Abbiamo ricordato nella nota n. 7 che nel demone Asmodeo, si deve probabilmente identificare il demone babilonese Pazuzu, data la commistione che nell’età achemenide si ebbe in Mesopotamia tra la religione babilonese e quella persiana mazdaica, e l’influenza che esse a loro volta esercitarono sul giudaismo.
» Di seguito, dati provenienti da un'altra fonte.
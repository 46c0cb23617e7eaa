//! Interfaces to the external collaborators: the transcription and
//! structuring model, and the chat transport.
//!
//! Implementations talking to real services live outside this crate; the
//! offline implementations here back the CLI and keep the pipeline usable
//! without network access.

use std::{
    future::Future,
    sync::atomic::{AtomicU64, Ordering},
    time::Duration,
};

use async_trait::async_trait;
use log::{debug, info, warn};
use serde::{Deserialize, Serialize};
use thiserror::Error;

use crate::{Scene, SceneSchema};

/// Failure reported by an external collaborator.
#[derive(Error, Debug, Clone, PartialEq, Eq)]
pub enum CollaboratorError {
    /// Service unreachable or returned a server error.
    #[error("collaborator unavailable: {0}")]
    Unavailable(String),

    /// Rate limit or quota exhausted.
    #[error("collaborator quota exceeded: {0}")]
    QuotaExceeded(String),

    /// Output could not be interpreted.
    #[error("collaborator output could not be parsed: {0}")]
    Parse(String),
}

impl CollaboratorError {
    /// Whether waiting and trying again can help.
    pub fn is_transient(&self) -> bool {
        matches!(
            self,
            CollaboratorError::Unavailable(_) | CollaboratorError::QuotaExceeded(_)
        )
    }
}

/// Identifier of a chat message or channel.
pub type MessageId = u64;

/// Speech-to-text collaborator.
#[async_trait]
pub trait Transcriber: Send + Sync {
    async fn transcribe(&self, audio: &[u8], mime: &str) -> Result<String, CollaboratorError>;
}

/// Language-model collaborator used for structuring and summaries.
#[async_trait]
pub trait Extractor: Send + Sync {
    /// Returns the raw model output for `text`, expected to be a JSON object
    /// following `schema`.
    async fn extract(
        &self,
        text: &str,
        scene: Scene,
        schema: &SceneSchema,
    ) -> Result<String, CollaboratorError>;

    /// Free-form summary of the given prompt.
    async fn summarize(&self, prompt: &str) -> Result<String, CollaboratorError>;
}

/// Chat transport collaborator.
#[async_trait]
pub trait ChatClient: Send + Sync {
    async fn send_reply(&self, channel: MessageId, content: &str)
        -> Result<MessageId, CollaboratorError>;

    async fn add_reaction(&self, message: MessageId, emoji: &str) -> Result<(), CollaboratorError>;
}

/// Capped exponential backoff, passed explicitly where a call is retried.
#[derive(Debug, Clone, Copy, PartialEq, Serialize, Deserialize)]
pub struct RetryPolicy {
    /// Total attempts including the first one; `1` disables retrying.
    pub max_attempts: u32,
    #[serde(with = "millis")]
    pub initial_backoff: Duration,
    pub multiplier: f64,
    #[serde(with = "millis")]
    pub max_backoff: Duration,
}

impl RetryPolicy {
    /// Single attempt, no retry.
    pub const fn none() -> Self {
        Self {
            max_attempts: 1,
            initial_backoff: Duration::ZERO,
            multiplier: 1.0,
            max_backoff: Duration::ZERO,
        }
    }

    /// Delay before retry number `retry` (1-based).
    pub fn backoff(&self, retry: u32) -> Duration {
        let factor = self.multiplier.max(1.0).powi(retry.saturating_sub(1) as i32);
        let delay = self.initial_backoff.mul_f64(factor);
        delay.min(self.max_backoff)
    }
}

impl Default for RetryPolicy {
    fn default() -> Self {
        Self {
            max_attempts: 2,
            initial_backoff: Duration::from_secs(30),
            multiplier: 2.0,
            max_backoff: Duration::from_secs(120),
        }
    }
}

/// Runs `op` under `policy`, retrying transient failures only.
pub async fn retry_with<T, F, Fut>(
    policy: RetryPolicy,
    label: &str,
    mut op: F,
) -> Result<T, CollaboratorError>
where
    F: FnMut() -> Fut,
    Fut: Future<Output = Result<T, CollaboratorError>>,
{
    let mut attempt = 1;
    loop {
        match op().await {
            Ok(value) => return Ok(value),
            Err(e) if e.is_transient() && attempt < policy.max_attempts.max(1) => {
                let delay = policy.backoff(attempt);
                warn!(
                    "{} failed (attempt {}/{}): {}; retrying in {:?}",
                    label, attempt, policy.max_attempts, e, delay
                );
                tokio::time::sleep(delay).await;
                attempt += 1;
            }
            Err(e) => {
                debug!("{} failed after {} attempt(s): {}", label, attempt, e);
                return Err(e);
            }
        }
    }
}

mod millis {
    use std::time::Duration;

    use serde::{Deserialize, Deserializer, Serializer};

    pub fn serialize<S: Serializer>(d: &Duration, s: S) -> Result<S::Ok, S::Error> {
        s.serialize_u64(d.as_millis() as u64)
    }

    pub fn deserialize<'de, D: Deserializer<'de>>(d: D) -> Result<Duration, D::Error> {
        Ok(Duration::from_millis(u64::deserialize(d)?))
    }
}

/// Extractor used when no model is configured: structuring always reports
/// the service as unavailable (so notes fall back to raw text) and summaries
/// are a plain excerpt of the prompt.
#[derive(Debug, Default, Clone)]
pub struct OfflineExtractor;

#[async_trait]
impl Extractor for OfflineExtractor {
    async fn extract(
        &self,
        _text: &str,
        scene: Scene,
        _schema: &SceneSchema,
    ) -> Result<String, CollaboratorError> {
        Err(CollaboratorError::Unavailable(format!(
            "no structuring model configured for {}",
            scene
        )))
    }

    async fn summarize(&self, prompt: &str) -> Result<String, CollaboratorError> {
        let excerpt = prompt
            .lines()
            .map(str::trim)
            .filter(|line| line.starts_with("- "))
            .take(5)
            .collect::<Vec<_>>()
            .join("\n");
        if excerpt.is_empty() {
            return Err(CollaboratorError::Unavailable(
                "nothing to summarize offline".to_string(),
            ));
        }
        Ok(excerpt)
    }
}

/// Transcriber that accepts UTF-8 text payloads (e.g. `.txt` voice notes
/// exported by another app) and rejects real audio.
#[derive(Debug, Default, Clone)]
pub struct PlainTextTranscriber;

#[async_trait]
impl Transcriber for PlainTextTranscriber {
    async fn transcribe(&self, audio: &[u8], mime: &str) -> Result<String, CollaboratorError> {
        if mime.starts_with("text/") {
            if let Ok(text) = std::str::from_utf8(audio) {
                return Ok(text.trim().to_string());
            }
        }
        Err(CollaboratorError::Unavailable(format!(
            "no transcription service configured for {}",
            mime
        )))
    }
}

/// Chat client printing replies to stdout.
#[derive(Debug, Default)]
pub struct ConsoleChat {
    next_id: AtomicU64,
}

#[async_trait]
impl ChatClient for ConsoleChat {
    async fn send_reply(
        &self,
        channel: MessageId,
        content: &str,
    ) -> Result<MessageId, CollaboratorError> {
        let id = self.next_id.fetch_add(1, Ordering::Relaxed) + 1;
        info!("Reply {} to channel {}", id, channel);
        println!("{}", content);
        Ok(id)
    }

    async fn add_reaction(&self, message: MessageId, emoji: &str) -> Result<(), CollaboratorError> {
        debug!("Reaction {} on message {}", emoji, message);
        Ok(())
    }
}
Questa figura demoniaca peraltro, per la tipica ambivalenza degli esseri soprannaturali, e preternaturali, che caratterizza molte culture religiose -che abbiamo più volte rilevato-, pur essendo considerata in sé malefica e tremenda, proprio per tale ragione era anche invocata in funzione apotropaica, cioè per combattere e allontanare gli altri spiriti maligni, che affollavano le credenze religiose mesopotamiche, e alla cui azione deleteria si attribuivano un gran numero di disgrazie e di malattie, -che pertanto venivano curate soprattutto con esorcismi-.

Tra di essi segnaliamo la temibile Lamastu (o Labartu), dall’aspetto leonino, ma con le orecchie d’asino, artigli di rapace e zampe d’uccello, che talvolta appare come paredra di Pazuzu. Ella si accaniva soprattutto contro le donne gravide, le puerpere (sottraendo loro il latte) e gli infanti che cercava di rapire alle madre; pertanto insieme alla sua “collega” Lilitu (che però era una specie di vampiro) (10) si può considerare l’antenata di quelle demonesse, -come la Lilith palestinese, la Mormò ellenica e la Lamia greco-romana fino alle streghe pedofaghe presenti spesso nel folklore europeo e nelle fiabe (tra le quali celebre è la strega di Hansel e Gretel -F.lli Grimm, “Racconti per bambini e famiglie”, 15-), che rappresentano un grave pericolo per mamme e bambini (11)(12).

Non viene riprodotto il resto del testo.